Task: Filter the entries beneath this task, copying only the lines that hold the word "Mutex".

Stored data entries
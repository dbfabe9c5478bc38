//! Load-once memoization of an async computation with single-flight joining.
//!
//! A [`LoadOnce<V>`] runs its loader lazily on first access. Concurrent
//! callers that arrive while the loader is outstanding join the same
//! in-flight future instead of starting another one. A successful value is
//! kept for the lifetime of the `LoadOnce`; a failure is handed to every
//! waiter of that flight and then forgotten, so the next access retries.
//!
//! # Example
//!
//! ```ignore
//! let api = client.clone();
//! let defaults = LoadOnce::new("search defaults", move || {
//!     let api = api.clone();
//!     async move { api.search_defaults().await }
//! });
//!
//! // Both calls share one network round trip.
//! let (a, b) = tokio::join!(defaults.get(), defaults.get());
//! ```

use std::fmt;
use std::future::Future;
use std::panic::AssertUnwindSafe;
use std::sync::Arc;

use color_eyre::{eyre::eyre, Result};
use futures::future::{BoxFuture, FutureExt, Shared};
use parking_lot::Mutex;
use tracing::{debug, trace, warn};

use super::error::CacheError;

/// A load shared by every caller that joined it.
///
/// Results are wrapped so they are cheap to clone out of the `Shared`.
type Flight<V> = Shared<BoxFuture<'static, Result<Arc<V>, CacheError>>>;

/// A factory function that creates the loading future
type LoaderFn<V> = Box<dyn Fn() -> BoxFuture<'static, Result<V>> + Send + Sync>;

enum LoadState<V> {
  /// Nothing has been requested yet
  Idle,
  /// A load is outstanding; `id` identifies this particular flight
  InFlight { id: u64, flight: Flight<V> },
  /// Loaded successfully, kept forever
  Loaded(Arc<V>),
  /// The last flight failed; the next access starts a new one
  Failed(CacheError),
}

/// Snapshot of a [`LoadOnce`] for diagnostics.
#[derive(Debug, Clone)]
pub enum LoadStatus {
  Idle,
  Loading,
  Loaded,
  Failed(CacheError),
}

impl LoadStatus {
  pub fn is_loaded(&self) -> bool {
    matches!(self, LoadStatus::Loaded)
  }

  pub fn is_loading(&self) -> bool {
    matches!(self, LoadStatus::Loading)
  }
}

struct Inner<V> {
  state: LoadState<V>,
  /// Number of flights started so far
  flights: u64,
}

/// Lazily loaded value with at most one load in flight at any time.
pub struct LoadOnce<V> {
  name: &'static str,
  loader: LoaderFn<V>,
  inner: Mutex<Inner<V>>,
}

impl<V: Send + Sync + 'static> LoadOnce<V> {
  /// Create a new `LoadOnce` with the given loader.
  ///
  /// The loader is a closure that returns a future. It is called once per
  /// flight: exactly once if the first load succeeds, again after a failure.
  /// `name` identifies the resource in logs.
  pub fn new<F, Fut>(name: &'static str, loader: F) -> Self
  where
    F: Fn() -> Fut + Send + Sync + 'static,
    Fut: Future<Output = Result<V>> + Send + 'static,
  {
    Self {
      name,
      loader: Box::new(move || Box::pin(loader())),
      inner: Mutex::new(Inner {
        state: LoadState::Idle,
        flights: 0,
      }),
    }
  }

  /// Get the value, loading it first if necessary.
  ///
  /// Dropping the returned future only abandons this caller's wait; the
  /// flight itself stays alive and is driven by whoever awaits it next.
  pub async fn get(&self) -> Result<Arc<V>, CacheError> {
    let (id, flight) = {
      let mut inner = self.inner.lock();
      match &inner.state {
        LoadState::Loaded(value) => return Ok(Arc::clone(value)),
        LoadState::InFlight { id, flight } => {
          trace!(resource = self.name, flight = id, "joining in-flight load");
          (*id, flight.clone())
        }
        LoadState::Idle | LoadState::Failed(_) => {
          inner.flights += 1;
          let id = inner.flights;
          debug!(resource = self.name, flight = id, "starting load");

          // A panic settles the flight as an ordinary failure
          let flight = AssertUnwindSafe((self.loader)())
            .catch_unwind()
            .map(|outcome| match outcome {
              Ok(result) => result.map(Arc::new).map_err(CacheError::fetch),
              Err(_) => Err(CacheError::fetch(eyre!("loader panicked"))),
            })
            .boxed()
            .shared();
          inner.state = LoadState::InFlight {
            id,
            flight: flight.clone(),
          };
          (id, flight)
        }
      }
    };

    let result = flight.await;
    self.settle(id, &result);
    result
  }

  /// Publish the outcome of flight `id`, unless another flight has
  /// already taken its place.
  fn settle(&self, id: u64, result: &Result<Arc<V>, CacheError>) {
    let mut inner = self.inner.lock();
    let current = matches!(inner.state, LoadState::InFlight { id: current, .. } if current == id);
    if !current {
      return;
    }

    inner.state = match result {
      Ok(value) => {
        debug!(resource = self.name, flight = id, "load complete");
        LoadState::Loaded(Arc::clone(value))
      }
      Err(error) => {
        warn!(resource = self.name, flight = id, %error, "load failed, will retry on next access");
        LoadState::Failed(error.clone())
      }
    };
  }

  /// The current state of the load.
  pub fn status(&self) -> LoadStatus {
    match &self.inner.lock().state {
      LoadState::Idle => LoadStatus::Idle,
      LoadState::InFlight { .. } => LoadStatus::Loading,
      LoadState::Loaded(_) => LoadStatus::Loaded,
      LoadState::Failed(error) => LoadStatus::Failed(error.clone()),
    }
  }
}

impl<V> fmt::Debug for LoadOnce<V> {
  fn fmt(&self, f: &mut fmt::Formatter<'_>) -> fmt::Result {
    let inner = self.inner.lock();
    let state = match &inner.state {
      LoadState::Idle => "idle",
      LoadState::InFlight { .. } => "loading",
      LoadState::Loaded(_) => "loaded",
      LoadState::Failed(_) => "failed",
    };
    f.debug_struct("LoadOnce")
      .field("name", &self.name)
      .field("state", &state)
      .field("flights", &inner.flights)
      .finish_non_exhaustive()
  }
}
//! Client for the JobServe jobs API.
//!
//! Reference data (countries, currencies, salary bands and so on) changes
//! rarely, so the [`services`] fetch each collection once and answer every
//! later lookup from memory. The caching layer itself lives in [`cache`] and
//! knows nothing about JobServe.

pub mod api;
pub mod cache;
pub mod config;
pub mod logging;
pub mod services;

Answer box:
use parking_lot::Mutex;
  inner: Mutex<Inner<V>>,
      inner: Mutex::new(Inner {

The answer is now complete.